During his meetings with small and large customers Mr Dick said islanders told him getting goods to a ship “was a headache”. “It’s something that Eastern Shipping will continue to address. “We have our own fleet of trucks, and we have our personnel on the road picking up and bringing freight back to our depots and we put the goods in containers if it needs containers or in the side trailers,” he said.

Eastern Shipping is currently working on the Melbourne to Welshpool transport links. Mr Dick said it was clear King Islanders wanted a direct route into mainland Australia and his discussions had extended to both Tasmania and Victoria. “I think they should have the ability to buy out of Victoria.”

The general manager of a Victorian transport company recently met with the shipping executive to discuss freight options linking Melbourne to Welshpool. “The company has four B-doubles that travel daily to Welshpool, a distribution centre in Harlem that they can receive the goods, pack and ship to Welshpool, and a yard that can hold containers or material freight and then as soon as the boat comes in, have it on the boat, ready to go,” Mr Dick said. The turnaround time to the island, weather permitting and volumes, would be possibly two days.

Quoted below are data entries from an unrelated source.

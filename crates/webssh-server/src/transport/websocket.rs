//! WebSocket listener and client connection using tokio-tungstenite.
//!
//! The listener yields handshaken connections over a channel. Each one is
//! wrapped in a [`WsConnection`], which splits the socket so the session's
//! output task can write while its input loop is blocked reading.

use futures_util::stream::{SplitSink, SplitStream};
use futures_util::{SinkExt, StreamExt};
use std::net::SocketAddr;
use std::time::Duration;
use tokio::io::{AsyncRead, AsyncWrite};
use tokio::net::{TcpListener, TcpStream};
use tokio::sync::{mpsc, Mutex};
use tokio_tungstenite::tungstenite::protocol::WebSocketConfig;
use tokio_tungstenite::tungstenite::{Error as TungsteniteError, Message};
use tokio_tungstenite::WebSocketStream;
use tokio_util::sync::CancellationToken;
use tracing::{debug, error, info, warn};
use webssh_core::{BoxFuture, MessageConnection, MessageKind, WebsshError, WebsshResult};

/// Default maximum inbound message size (1 MiB).
pub const DEFAULT_MAX_MESSAGE_SIZE: usize = 1_048_576;

/// How long close waits for the Close frame to flush.
const CLOSE_TIMEOUT: Duration = Duration::from_secs(1);

/// A handle to an accepted WebSocket connection.
pub struct WebSocketConnection {
    pub ws_stream: WebSocketStream<TcpStream>,
    pub remote_addr: SocketAddr,
}

/// Protocol settings that cap inbound messages and frames at `max_message_size`.
pub fn ws_config(max_message_size: usize) -> WebSocketConfig {
    let mut config = WebSocketConfig::default();
    config.max_message_size = Some(max_message_size);
    config.max_frame_size = Some(max_message_size);
    config
}

/// Start the WebSocket listener.
///
/// Returns a receiver that yields accepted connections. Messages larger than
/// `max_message_size` are refused while they are still being received.
pub async fn start_listener(
    bind_addr: SocketAddr,
    max_message_size: usize,
) -> WebsshResult<mpsc::Receiver<WebSocketConnection>> {
    let tcp_listener = TcpListener::bind(bind_addr)
        .await
        .map_err(|e| WebsshError::Transport(format!("WS bind failed: {e}")))?;

    info!(addr = %bind_addr, "WebSocket listener started");
    Ok(serve_listener(tcp_listener, max_message_size))
}

fn serve_listener(
    tcp_listener: TcpListener,
    max_message_size: usize,
) -> mpsc::Receiver<WebSocketConnection> {
    let (tx, rx) = mpsc::channel::<WebSocketConnection>(64);

    tokio::spawn(async move {
        loop {
            match tcp_listener.accept().await {
                Ok((stream, addr)) => {
                    let tx = tx.clone();
                    tokio::spawn(async move {
                        let config = Some(ws_config(max_message_size));
                        match tokio_tungstenite::accept_async_with_config(stream, config).await {
                            Ok(ws_stream) => {
                                debug!(remote = %addr, "WebSocket connection accepted");
                                let conn = WebSocketConnection {
                                    ws_stream,
                                    remote_addr: addr,
                                };
                                if tx.send(conn).await.is_err() {
                                    warn!("WebSocket connection channel closed");
                                }
                            }
                            Err(e) => {
                                warn!(remote = %addr, error = %e, "WebSocket handshake failed");
                            }
                        }
                    });
                }
                Err(e) => {
                    error!(error = %e, "TCP accept failed");
                }
            }
        }
    });

    rx
}

/// A WebSocket as a [`MessageConnection`].
pub struct WsConnection<S> {
    remote_addr: SocketAddr,
    sink: Mutex<SplitSink<WebSocketStream<S>, Message>>,
    stream: Mutex<SplitStream<WebSocketStream<S>>>,
    /// Cancelled on close; wakes a blocked reader or writer.
    shutdown: CancellationToken,
    max_message_size: usize,
}

impl<S> WsConnection<S>
where
    S: AsyncRead + AsyncWrite + Unpin + Send + 'static,
{
    pub fn new(ws_stream: WebSocketStream<S>, remote_addr: SocketAddr, max_message_size: usize) -> Self {
        let (sink, stream) = ws_stream.split();
        Self {
            remote_addr,
            sink: Mutex::new(sink),
            stream: Mutex::new(stream),
            shutdown: CancellationToken::new(),
            max_message_size,
        }
    }

    fn check_size(&self, len: usize) -> WebsshResult<()> {
        if len > self.max_message_size {
            return Err(WebsshError::InvalidMessage(format!(
                "WS frame too large: {len} bytes (max {})",
                self.max_message_size
            )));
        }
        Ok(())
    }
}

impl WsConnection<TcpStream> {
    pub fn from_accepted(conn: WebSocketConnection, max_message_size: usize) -> Self {
        Self::new(conn.ws_stream, conn.remote_addr, max_message_size)
    }
}

impl<S> MessageConnection for WsConnection<S>
where
    S: AsyncRead + AsyncWrite + Unpin + Send + 'static,
{
    /// Text and binary messages are both returned; pings and pongs are
    /// skipped. A Close frame or end of stream is an error.
    fn read_message(&self) -> BoxFuture<'_, WebsshResult<(MessageKind, Vec<u8>)>> {
        Box::pin(async move {
            let mut stream = self.stream.lock().await;
            loop {
                let next = tokio::select! {
                    biased;
                    _ = self.shutdown.cancelled() => return Err(WebsshError::ConnectionClosed),
                    next = stream.next() => next,
                };
                match next {
                    Some(Ok(Message::Binary(data))) => {
                        self.check_size(data.len())?;
                        return Ok((MessageKind::Binary, data.to_vec()));
                    }
                    Some(Ok(Message::Text(text))) => {
                        self.check_size(text.len())?;
                        return Ok((MessageKind::Text, text.into_bytes()));
                    }
                    Some(Ok(Message::Close(frame))) => {
                        debug!(remote = %self.remote_addr, ?frame, "peer sent close");
                        return Err(WebsshError::ConnectionClosed);
                    }
                    Some(Ok(_)) => continue,
                    Some(Err(TungsteniteError::Capacity(e))) => {
                        return Err(WebsshError::InvalidMessage(format!("WS frame too large: {e}")));
                    }
                    Some(Err(e)) => {
                        return Err(WebsshError::Transport(format!("WS recv failed: {e}")));
                    }
                    None => return Err(WebsshError::ConnectionClosed),
                }
            }
        })
    }

    fn write_message<'a>(
        &'a self,
        kind: MessageKind,
        payload: &'a [u8],
    ) -> BoxFuture<'a, WebsshResult<()>> {
        Box::pin(async move {
            let msg = match kind {
                MessageKind::Binary => Message::Binary(payload.to_vec().into()),
                MessageKind::Text => {
                    Message::Text(String::from_utf8_lossy(payload).into_owned().into())
                }
            };
            let mut sink = self.sink.lock().await;
            tokio::select! {
                biased;
                _ = self.shutdown.cancelled() => Err(WebsshError::ConnectionClosed),
                sent = sink.send(msg) => {
                    sent.map_err(|e| WebsshError::Transport(format!("WS send failed: {e}")))
                }
            }
        })
    }

    /// Wakes pending reads and writes, then sends a Close frame.
    ///
    /// The Close frame is best-effort: the peer may already be gone.
    fn close(&self) -> BoxFuture<'_, WebsshResult<()>> {
        Box::pin(async move {
            if self.shutdown.is_cancelled() {
                return Ok(());
            }
            self.shutdown.cancel();

            let mut sink = self.sink.lock().await;
            let closing = async {
                sink.send(Message::Close(None)).await?;
                sink.close().await
            };
            match tokio::time::timeout(CLOSE_TIMEOUT, closing).await {
                Ok(Ok(())) => debug!(remote = %self.remote_addr, "WebSocket closed"),
                Ok(Err(e)) => debug!(remote = %self.remote_addr, error = %e, "WebSocket close frame not sent"),
                Err(_) => debug!(remote = %self.remote_addr, "WebSocket close timed out"),
            }
            Ok(())
        })
    }
}

#[cfg(test)]
mod tests {
    use super::*;
    use tokio::io::DuplexStream;
    use tokio_tungstenite::tungstenite::protocol::Role;

    async fn pair(max: usize) -> (WsConnection<DuplexStream>, WebSocketStream<DuplexStream>) {
        let (server_io, client_io) = tokio::io::duplex(64 * 1024);
        let server = WebSocketStream::from_raw_socket(server_io, Role::Server, None).await;
        let client = WebSocketStream::from_raw_socket(client_io, Role::Client, None).await;
        let addr: SocketAddr = "127.0.0.1:9".parse().unwrap();
        (WsConnection::new(server, addr, max), client)
    }

    #[tokio::test]
    async fn reads_text_and_binary_skips_ping() {
        let (conn, mut client) = pair(DEFAULT_MAX_MESSAGE_SIZE).await;
        client.send(Message::Ping(vec![1].into())).await.unwrap();
        client.send(Message::Text("1bHMK".to_string().into())).await.unwrap();
        client.send(Message::Binary(b"2xyz".to_vec().into())).await.unwrap();

        assert_eq!(
            conn.read_message().await.unwrap(),
            (MessageKind::Text, b"1bHMK".to_vec())
        );
        assert_eq!(
            conn.read_message().await.unwrap(),
            (MessageKind::Binary, b"2xyz".to_vec())
        );
    }

    #[tokio::test]
    async fn writes_binary_output() {
        let (conn, mut client) = pair(DEFAULT_MAX_MESSAGE_SIZE).await;
        conn.write_message(MessageKind::Binary, b"\x1b[1mhi").await.unwrap();
        match client.next().await {
            Some(Ok(Message::Binary(data))) => assert_eq!(data.to_vec(), b"\x1b[1mhi".to_vec()),
            other => panic!("unexpected message: {other:?}"),
        }
    }

    #[tokio::test]
    async fn peer_close_is_read_error() {
        let (conn, mut client) = pair(DEFAULT_MAX_MESSAGE_SIZE).await;
        client.close(None).await.unwrap();
        assert!(matches!(
            conn.read_message().await,
            Err(WebsshError::ConnectionClosed)
        ));
    }

    #[tokio::test]
    async fn oversized_message_rejected() {
        let (conn, mut client) = pair(8).await;
        client.send(Message::Binary(vec![0u8; 9].into())).await.unwrap();
        assert!(matches!(
            conn.read_message().await,
            Err(WebsshError::InvalidMessage(_))
        ));
    }

    #[tokio::test]
    async fn protocol_limit_refuses_oversized_message() {
        let (server_io, client_io) = tokio::io::duplex(64 * 1024);
        let server =
            WebSocketStream::from_raw_socket(server_io, Role::Server, Some(ws_config(8))).await;
        let mut client = WebSocketStream::from_raw_socket(client_io, Role::Client, None).await;
        let addr: SocketAddr = "127.0.0.1:9".parse().unwrap();
        // Only the protocol layer enforces the limit here.
        let conn = WsConnection::new(server, addr, usize::MAX);

        client.send(Message::Binary(vec![0u8; 9].into())).await.unwrap();
        assert!(matches!(
            conn.read_message().await,
            Err(WebsshError::InvalidMessage(_))
        ));
    }

    #[tokio::test]
    async fn listener_applies_message_limit() {
        let tcp = TcpListener::bind("127.0.0.1:0").await.unwrap();
        let addr = tcp.local_addr().unwrap();
        let mut rx = serve_listener(tcp, 8);

        let (mut client, _) = tokio_tungstenite::connect_async(format!("ws://{addr}"))
            .await
            .unwrap();
        let accepted = rx.recv().await.unwrap();
        let conn = WsConnection::from_accepted(accepted, usize::MAX);

        client.send(Message::Binary(b"1bHMK".to_vec().into())).await.unwrap();
        assert_eq!(
            conn.read_message().await.unwrap(),
            (MessageKind::Binary, b"1bHMK".to_vec())
        );

        client.send(Message::Binary(vec![0u8; 64].into())).await.unwrap();
        assert!(matches!(
            conn.read_message().await,
            Err(WebsshError::InvalidMessage(_))
        ));
    }

    #[tokio::test]
    async fn close_unblocks_pending_read_and_is_idempotent() {
        let (conn, _client) = pair(DEFAULT_MAX_MESSAGE_SIZE).await;
        let conn = std::sync::Arc::new(conn);
        let reader = {
            let conn = conn.clone();
            tokio::spawn(async move { conn.read_message().await })
        };
        tokio::time::sleep(Duration::from_millis(10)).await;

        conn.close().await.unwrap();
        conn.close().await.unwrap();
        assert!(matches!(
            reader.await.unwrap(),
            Err(WebsshError::ConnectionClosed)
        ));
        assert!(conn.write_message(MessageKind::Binary, b"late").await.is_err());
    }
}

Mr Dick acknowledged that even with two vessels he would want the boat to be full and Eastern Shipping was very conscious of time sensitive cargo. “We’ve been trying to keep our pricing as low as possible for the fact that we understand that you guys live on an island. “The biggest challenges, I suppose for us, are volumes. “ That’s where two ships really help. “It is making sure that the volumes are there; making sure that the people of King Island are happy with their service and making sure that they’re comfortable and knowing that we can actually get the freight over on time.

“We’ve got a very good relationship with the guys over at Group 6 Metals. “We’re currently doing their accommodation units. we’ve got a very good relationship with them and they’re doing a good job over there. “Obviously, the weather plays a big part of what they’re trying to do at the moment, and I take my hat off to them.”